Aceito que o meu olhar romantiza muito do que é referência e do que ficou no passado. Porque a gente seleciona o que quer lembrar, guarda tudo aquilo de bom e renova aqui dentro as pequenas desgraças, deixando os desagrados para um pouco mais longe. Um exemplo, o trânsito daquela cidade maluca que é São Paulo. Eu, por aqui, deveria ter vegonha de reclamar do trânsito meia-boca que por vezes pego. Porque se tem dias em que demoro 45 minutos, 50, vá lá, 1 hora pra chegar em casa, em São Paulo poderiam ser horas, horas e horas.

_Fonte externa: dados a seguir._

use sea_orm_migration::prelude::*;

#[derive(DeriveIden)]
enum VipLevels {
    Table,
    Id,
    Level,
    Name,
    MinTasks,
    MinEarnings,
    TaskRewardMultiplier,
    WithdrawalCooldown,
    WithdrawalMinAmount,
    BadgeImage,
    Benefits,
    CreatedAt,
}

#[derive(DeriveIden)]
enum Referrals {
    Table,
    Id,
    ReferrerId,
    ReferredId,
    BonusAmount,
    BonusPaid,
    MilestoneBonus,
    MilestonePaid,
    CreatedAt,
}

#[derive(DeriveIden)]
enum SpinRewards {
    Table,
    Id,
    RewardType,
    RewardValue,
    Probability,
    DisplayText,
    IsActive,
    CreatedAt,
}

#[derive(DeriveIden)]
enum SpinHistory {
    Table,
    Id,
    UserId,
    RewardId,
    RewardValue,
    CreatedAt,
}

#[derive(DeriveMigrationName)]
pub struct Migration;

/// - task_reward_multiplier: integer percent, 100 = 1x
/// - withdrawal_cooldown: days between withdrawals
/// - spin_rewards.probability: relative weight, not required to sum to 100
#[async_trait::async_trait]
impl MigrationTrait for Migration {
    async fn up(&self, manager: &SchemaManager) -> Result<(), DbErr> {
        manager
            .create_table(
                Table::create()
                    .table(VipLevels::Table)
                    .if_not_exists()
                    .col(
                        ColumnDef::new(VipLevels::Id)
                            .big_integer()
                            .not_null()
                            .auto_increment()
                            .primary_key(),
                    )
                    .col(
                        ColumnDef::new(VipLevels::Level)
                            .integer()
                            .not_null()
                            .unique_key(),
                    )
                    .col(ColumnDef::new(VipLevels::Name).string_len(50).not_null())
                    .col(
                        ColumnDef::new(VipLevels::MinTasks)
                            .big_integer()
                            .not_null()
                            .default(0),
                    )
                    .col(
                        ColumnDef::new(VipLevels::MinEarnings)
                            .big_integer()
                            .not_null()
                            .default(0),
                    )
                    .col(
                        ColumnDef::new(VipLevels::TaskRewardMultiplier)
                            .integer()
                            .not_null()
                            .default(100),
                    )
                    .col(
                        ColumnDef::new(VipLevels::WithdrawalCooldown)
                            .integer()
                            .not_null()
                            .default(7),
                    )
                    .col(
                        ColumnDef::new(VipLevels::WithdrawalMinAmount)
                            .big_integer()
                            .not_null()
                            .default(50),
                    )
                    .col(ColumnDef::new(VipLevels::BadgeImage).text().null())
                    .col(ColumnDef::new(VipLevels::Benefits).text().null())
                    .col(
                        ColumnDef::new(VipLevels::CreatedAt)
                            .timestamp_with_time_zone()
                            .not_null()
                            .default(Expr::cust("NOW()")),
                    )
                    .to_owned(),
            )
            .await?;

        manager
            .create_table(
                Table::create()
                    .table(Referrals::Table)
                    .if_not_exists()
                    .col(
                        ColumnDef::new(Referrals::Id)
                            .big_integer()
                            .not_null()
                            .auto_increment()
                            .primary_key(),
                    )
                    .col(
                        ColumnDef::new(Referrals::ReferrerId)
                            .big_integer()
                            .not_null(),
                    )
                    .col(
                        ColumnDef::new(Referrals::ReferredId)
                            .big_integer()
                            .not_null()
                            .unique_key(),
                    )
                    .col(
                        ColumnDef::new(Referrals::BonusAmount)
                            .big_integer()
                            .not_null()
                            .default(5),
                    )
                    .col(
                        ColumnDef::new(Referrals::BonusPaid)
                            .boolean()
                            .not_null()
                            .default(false),
                    )
                    .col(
                        ColumnDef::new(Referrals::MilestoneBonus)
                            .big_integer()
                            .not_null()
                            .default(0),
                    )
                    .col(
                        ColumnDef::new(Referrals::MilestonePaid)
                            .boolean()
                            .not_null()
                            .default(false),
                    )
                    .col(
                        ColumnDef::new(Referrals::CreatedAt)
                            .timestamp_with_time_zone()
                            .not_null()
                            .default(Expr::cust("NOW()")),
                    )
                    .to_owned(),
            )
            .await?;

        manager
            .create_index(
                Index::create()
                    .if_not_exists()
                    .name("idx_referrals_referrer")
                    .table(Referrals::Table)
                    .col(Referrals::ReferrerId)
                    .to_owned(),
            )
            .await?;

        manager
            .create_table(
                Table::create()
                    .table(SpinRewards::Table)
                    .if_not_exists()
                    .col(
                        ColumnDef::new(SpinRewards::Id)
                            .big_integer()
                            .not_null()
                            .auto_increment()
                            .primary_key(),
                    )
                    .col(
                        ColumnDef::new(SpinRewards::RewardType)
                            .custom(Alias::new("spin_reward_type"))
                            .not_null(),
                    )
                    .col(
                        ColumnDef::new(SpinRewards::RewardValue)
                            .big_integer()
                            .not_null(),
                    )
                    .col(ColumnDef::new(SpinRewards::Probability).integer().not_null())
                    .col(
                        ColumnDef::new(SpinRewards::DisplayText)
                            .string_len(100)
                            .not_null(),
                    )
                    .col(
                        ColumnDef::new(SpinRewards::IsActive)
                            .boolean()
                            .not_null()
                            .default(true),
                    )
                    .col(
                        ColumnDef::new(SpinRewards::CreatedAt)
                            .timestamp_with_time_zone()
                            .not_null()
                            .default(Expr::cust("NOW()")),
                    )
                    .to_owned(),
            )
            .await?;

        manager
            .create_table(
                Table::create()
                    .table(SpinHistory::Table)
                    .if_not_exists()
                    .col(
                        ColumnDef::new(SpinHistory::Id)
                            .big_integer()
                            .not_null()
                            .auto_increment()
                            .primary_key(),
                    )
                    .col(ColumnDef::new(SpinHistory::UserId).big_integer().not_null())
                    .col(
                        ColumnDef::new(SpinHistory::RewardId)
                            .big_integer()
                            .not_null(),
                    )
                    .col(
                        ColumnDef::new(SpinHistory::RewardValue)
                            .big_integer()
                            .not_null(),
                    )
                    .col(
                        ColumnDef::new(SpinHistory::CreatedAt)
                            .timestamp_with_time_zone()
                            .not_null()
                            .default(Expr::cust("NOW()")),
                    )
                    .to_owned(),
            )
            .await?;

        manager
            .create_index(
                Index::create()
                    .if_not_exists()
                    .name("idx_spin_history_user_created")
                    .table(SpinHistory::Table)
                    .col(SpinHistory::UserId)
                    .col(SpinHistory::CreatedAt)
                    .to_owned(),
            )
            .await?;

        // history rows outlive catalog edits, so no cascade
        manager
            .alter_table(
                Table::alter()
                    .table(SpinHistory::Table)
                    .add_foreign_key(
                        TableForeignKey::new()
                            .name("fk_spin_history_reward")
                            .from_tbl(SpinHistory::Table)
                            .from_col(SpinHistory::RewardId)
                            .to_tbl(SpinRewards::Table)
                            .to_col(SpinRewards::Id),
                    )
                    .to_owned(),
            )
            .await?;

        Ok(())
    }

    async fn down(&self, manager: &SchemaManager) -> Result<(), DbErr> {
        manager
            .drop_table(Table::drop().if_exists().table(SpinHistory::Table).to_owned())
            .await?;
        manager
            .drop_table(Table::drop().if_exists().table(SpinRewards::Table).to_owned())
            .await?;
        manager
            .drop_table(Table::drop().if_exists().table(Referrals::Table).to_owned())
            .await?;
        manager
            .drop_table(Table::drop().if_exists().table(VipLevels::Table).to_owned())
            .await?;
        Ok(())
    }
}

Então, reconheço que a memória envelhece e faz tudo ficar em cores pastéis e, de alguma forma, eu não me lembro do sofrimento no trânsito de São Paulo.
Lido, algumas vezes, na base do humor: quem sabe rir de si é seguramente mais feliz do que os ranhetas e broncos. Mas, como eu não sou e nem nunca fui lady, tem dias em que o humor vai dar um passeio e o que me resta é a frustração, indignação, incômodo e, de certa forma, essa melancolia por aquela vida romantizada que chamo de casa.
Nunca fiz planos de voltar ao Brasil, e nem mesmo nessas horas faço. ASsim reafirmo que a minha felicidade independe dessa minha visão romantizada da terrinha. Tudo que sinto é absolutamente normal, os momentos de estranhamento passam, se renovam e, dentro em pouco, estarei aqui novamente de bem com o meio que me cerca. Saber que as marés baixas vêm é importante, mas saber que elas se vão é o que faz meus dias. No mais, sou camaleoa. Absorvo, incorporo, me moldo, em tudo que é maleável de mim mesma. Navego por entre mundos muito distintos sem me sentir peixe fora d'água, adapto-me sem muito custo, vou pela vontade de experimentar, mesmo que a custo de cabeçadas. Porque eu sei que depois o que fica é o experimentar, as cabeçadas, de certa forma, ou viram histórias absurdas cheias de graça, ou são esquecidas. Simples assim.
Eu adoro quando faço perfeito sentido de minhas incongruências. Me sinto uma assumidade de minha própria incoerência.
2 comments:
Adorei seu útimo parágrafo. Sei bem o que é, mas raramento consigo.
O que mais me afeta na vida de expatriada é não fazer parte da vida dos que estão lá, por mais que eu tente me fazer presente. Agora ficou ainda mais grave, a dor na consciência duplicou, pois meu pequeno também não faz parte da vida deles, nem eles fazem parte da vida do meu pequeno.
De resto, também sou camaleoa.
Beijocas
Quem parte nunca mais retorna inteiro, mesmo que retorne. Uma vez que ocorra a emigração e ela seja de alguma forma prolongada, manifesta-se uma ambiguidade na vida que aqueles que nunca partem jamais conseguirão entender.
Esta ambiguidade não é de todo ruim e, por não poder mais ser desfeita, tem de ser abraçada. Porque o significado da vida não é criado apenas a partir do linear e do esperado - o significado se reinventa quando há esta quebra com o normativo, com o sedentarismo. Uma vida dividida também é vida.
Os nômades, imigrantes e expatriados perdem muito e estão sempre a checar o saldo das suas vidas, e nem sempre ele é positivo. Mas de quem nunca se mexe, nem sempre ele o é também.
Um dia bem, noutro nem tanto, mas sobrevivemos!